OSBI, DOC to use playing cards to solve cold cases
Team Radio Marketing Group - October 11, 2017 2:56 pm
During a press conference Wednesday morning, the Oklahoma State Bureau of Investigation and the Department of Corrections announced a new approach to searching for leads in cold cases.
The OSBI has selected 52 cold case homicides, missing persons, and unidentified persons cases from across the state. Each of these cases is now part of a deck of playing cards to be sold to prisoners at several DOC facilities.
Prisoners often possess information on crimes committed by associates and others. OSBI is hopeful the cards will entice inmates to contact OSBI with information. That information could lead to a reward.
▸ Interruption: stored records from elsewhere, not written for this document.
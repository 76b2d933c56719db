//! reefer-twin CLI: question shell and structural queries over the plant graph.

use std::io;
use std::path::PathBuf;

use clap::{Parser, Subcommand, ValueEnum};
use miette::{IntoDiagnostic, Result};

use reefer_twin::config::TwinConfig;
use reefer_twin::export::{GraphExport, GraphSummary};
use reefer_twin::graph::{PlantGraph, QueryEngine, QueryKind};
use reefer_twin::llm::ChatClient;
use reefer_twin::router::IntentRouter;
use reefer_twin::session::Session;

#[derive(Parser)]
#[command(
    name = "reefer-twin",
    version,
    about = "Knowledge-graph digital twin of a ship refrigeration plant"
)]
struct Cli {
    /// TOML config file (default: ./reefer-twin.toml if present).
    #[arg(long, global = true)]
    config: Option<PathBuf>,

    /// Extracted fact file; overrides `facts_path` from the config.
    #[arg(long, global = true)]
    facts: Option<PathBuf>,

    #[command(subcommand)]
    command: Option<Commands>,
}

#[derive(Subcommand)]
enum Commands {
    /// Ask free-text questions, one per line (default).
    Ask,

    /// Run one structural query.
    Query {
        /// Query to run.
        #[arg(value_enum)]
        kind: QueryArg,

        /// Component name (case-insensitive, underscores allowed).
        component: String,
    },

    /// Show graph statistics grouped by plant side.
    Info,

    /// Print the built graph as JSON.
    Export,
}

#[derive(Clone, Copy, ValueEnum)]
enum QueryArg {
    /// Components that directly influence the component.
    WhoAffects,
    /// Components the component directly influences.
    WhatItAffects,
    /// Every component with a path to the component.
    Upstream,
    /// Every component reachable from the component.
    Downstream,
}

impl From<QueryArg> for QueryKind {
    fn from(arg: QueryArg) -> Self {
        match arg {
            QueryArg::WhoAffects => QueryKind::WhoAffects,
            QueryArg::WhatItAffects => QueryKind::WhatItAffects,
            QueryArg::Upstream => QueryKind::UpstreamDependencies,
            QueryArg::Downstream => QueryKind::DownstreamImpact,
        }
    }
}

fn main() -> Result<()> {
    miette::set_hook(Box::new(|_| {
        Box::new(
            miette::MietteHandlerOpts::new()
                .terminal_links(true)
                .unicode(true)
                .context_lines(3)
                .build(),
        )
    }))
    .ok(); // Ignore error if hook already set (e.g., in tests)

    tracing_subscriber::fmt()
        .with_env_filter(
            tracing_subscriber::EnvFilter::try_from_default_env()
                .unwrap_or_else(|_| tracing_subscriber::EnvFilter::new("warn")),
        )
        .with_writer(io::stderr)
        .init();

    let cli = Cli::parse();

    let mut config = TwinConfig::discover(cli.config.as_deref())?;
    if let Some(facts) = cli.facts {
        config.facts_path = facts;
    }

    let graph = PlantGraph::load(&config.facts_path)?;

    match cli.command.unwrap_or(Commands::Ask) {
        Commands::Ask => {
            let client = ChatClient::from_env(config.collaborator.clone())?;
            tracing::info!(model = client.model(), "collaborator ready");
            let session = Session::new(IntentRouter::new(&graph, &client), config.session);
            session.run(io::stdin().lock(), io::stdout())?;
        }

        Commands::Query { kind, component } => {
            let kind = QueryKind::from(kind);
            let result = QueryEngine::new(&graph).run(kind, &component)?;
            println!("{} '{component}':", heading(kind));
            if result.is_empty() {
                println!(" - {}", kind.none_found());
            }
            for line in result.lines() {
                println!(" - {line}");
            }
        }

        Commands::Info => {
            print!("{}", GraphSummary::from_graph(&graph));
        }

        Commands::Export => {
            let json =
                serde_json::to_string_pretty(&GraphExport::from_graph(&graph)).into_diagnostic()?;
            println!("{json}");
        }
    }

    Ok(())
}

fn heading(kind: QueryKind) -> &'static str {
    match kind {
        QueryKind::WhoAffects => "Components affecting",
        QueryKind::WhatItAffects => "Components affected by",
        QueryKind::UpstreamDependencies => "Upstream dependencies of",
        QueryKind::DownstreamImpact => "Downstream impact of",
    }
}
Money from the sale of the cards will go back into the program to purchase subsequent sets of playing cards with cold cases from law enforcement agencies.
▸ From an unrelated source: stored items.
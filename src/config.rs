//! TOML configuration for the twin.
//!
//! Every field has a default, so an absent file or a partial file both work.
//! The collaborator API key is not a field: it is read from the
//! environment variable named by `collaborator.api_key_env`.

use std::path::{Path, PathBuf};

use miette::Diagnostic;
use serde::{Deserialize, Serialize};
use thiserror::Error;

use crate::fact::DEFAULT_FACTS_PATH;

/// Config file looked up in the working directory when `--config` is not given.
pub const DEFAULT_CONFIG_FILE: &str = "reefer-twin.toml";

/// Errors from configuration loading.
#[derive(Debug, Error, Diagnostic)]
pub enum ConfigError {
    #[error("failed to read config file: {path}")]
    #[diagnostic(
        code(reefer::config::read),
        help("Check that the file exists and is readable.")
    )]
    Read {
        path: String,
        #[source]
        source: std::io::Error,
    },

    #[error("failed to parse config file {path}: {message}")]
    #[diagnostic(
        code(reefer::config::parse),
        help("The file must be valid TOML: a top-level `facts_path` plus optional [collaborator] and [session] tables.")
    )]
    Parse { path: String, message: String },
}

pub type ConfigResult<T> = std::result::Result<T, ConfigError>;

/// Top-level configuration.
#[derive(Debug, Clone, PartialEq, Serialize, Deserialize)]
pub struct TwinConfig {
    /// Path of the extracted fact file.
    #[serde(default = "default_facts_path")]
    pub facts_path: PathBuf,
    #[serde(default)]
    pub collaborator: CollaboratorConfig,
    #[serde(default)]
    pub session: SessionConfig,
}

/// Remote chat-completions service settings.
#[derive(Debug, Clone, PartialEq, Serialize, Deserialize)]
pub struct CollaboratorConfig {
    #[serde(default = "default_base_url")]
    pub base_url: String,
    #[serde(default = "default_model")]
    pub model: String,
    /// Request timeout in seconds.
    #[serde(default = "default_timeout_secs")]
    pub timeout_secs: u64,
    /// Name of the environment variable holding the API key.
    #[serde(default = "default_api_key_env")]
    pub api_key_env: String,
    #[serde(default = "default_explain_temperature")]
    pub explain_temperature: f32,
    #[serde(default)]
    pub classify_temperature: f32,
}

/// Question-shell behavior.
#[derive(Debug, Clone, Default, PartialEq, Serialize, Deserialize)]
pub struct SessionConfig {
    /// Report collaborator transport failures and keep the session alive
    /// instead of ending it.
    #[serde(default)]
    pub recover_collaborator_errors: bool,
}

fn default_facts_path() -> PathBuf {
    PathBuf::from(DEFAULT_FACTS_PATH)
}
fn default_base_url() -> String {
    "https://api.perplexity.ai".into()
}
fn default_model() -> String {
    "sonar-pro".into()
}
fn default_timeout_secs() -> u64 {
    120
}
fn default_api_key_env() -> String {
    "PERPLEXITY_API_KEY".into()
}
fn default_explain_temperature() -> f32 {
    0.2
}

impl Default for TwinConfig {
    fn default() -> Self {
        Self {
            facts_path: default_facts_path(),
            collaborator: CollaboratorConfig::default(),
            session: SessionConfig::default(),
        }
    }
}

impl Default for CollaboratorConfig {
    fn default() -> Self {
        Self {
            base_url: default_base_url(),
            model: default_model(),
            timeout_secs: default_timeout_secs(),
            api_key_env: default_api_key_env(),
            explain_temperature: default_explain_temperature(),
            classify_temperature: 0.0,
        }
    }
}

impl TwinConfig {
    /// Load from a TOML file.
    pub fn load(path: &Path) -> ConfigResult<Self> {
        let content = std::fs::read_to_string(path).map_err(|e| ConfigError::Read {
            path: path.display().to_string(),
            source: e,
        })?;
        toml::from_str(&content).map_err(|e| ConfigError::Parse {
            path: path.display().to_string(),
            message: e.to_string(),
        })
    }

    /// Load `explicit` if given, else [`DEFAULT_CONFIG_FILE`] if it exists,
    /// else defaults.
    pub fn discover(explicit: Option<&Path>) -> ConfigResult<Self> {
        match explicit {
            Some(path) => Self::load(path),
            None => {
                let fallback = Path::new(DEFAULT_CONFIG_FILE);
                if fallback.is_file() {
                    Self::load(fallback)
                } else {
                    Ok(Self::default())
                }
            }
        }
    }
}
OSBI ordered 5,000 decks, costing the agency $5,450 ($1.09/deck). The money was paid from the agency’s evidence funds, used to pay confidential informants. DOC will charge slightly more than the decks cost to recoup the expense.
Numerous other states have initiated this program with success. According to the playing card manufacturer, Florida state law enforcement pushed the cards out to prisoners and received 60 new tips on cold cases. One cold case was solved within a few months of the cards’ distribution. Colorado, Connecticut, and South Carolina have had great success with the cards as well.
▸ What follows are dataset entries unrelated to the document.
use std::fmt;

use crate::models::error::Error;
use crate::models::metadata::ModMetadata;

/// What a single install attempt did.
#[derive(Debug, Clone, Copy, PartialEq, Eq)]
pub enum InstallOutcome {
    /// The mod was extracted into the game directory.
    Ok,
    /// The mod was already installed and `keep` mode left it alone.
    Exists,
}

impl fmt::Display for InstallOutcome {
    fn fmt(&self, f: &mut fmt::Formatter<'_>) -> fmt::Result {
        match self {
            InstallOutcome::Ok => write!(f, "ok"),
            InstallOutcome::Exists => write!(f, "exists"),
        }
    }
}

/// Lifecycle events emitted while the orchestrator walks a mod collection.
/// End events own the outcome, failures included, so a sink sees the exact
/// cause without the batch aborting.
#[derive(Debug)]
pub enum ModEvent {
    InstallStart {
        metadata: ModMetadata,
    },
    InstallEnd {
        metadata: ModMetadata,
        outcome: Result<InstallOutcome, Error>,
    },
    RegisterStart {
        metadata: ModMetadata,
    },
    RegisterEnd {
        metadata: ModMetadata,
        outcome: Result<(), Error>,
    },
}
The Oklahoma Office of the Chief Medical Examiner Anthropologist Angela Berg and Mike Nance, with the University of North Texas who is the regional assistant administrator for NamUs, worked to gather information from missing persons and unidentified victims in Oklahoma.
These two people and an OSBI special agent make up the committee that reviews cold cases to ensure each meets the criteria for the cards. Case criteria include the cases being homicides, missing person(s), or unidentified victim.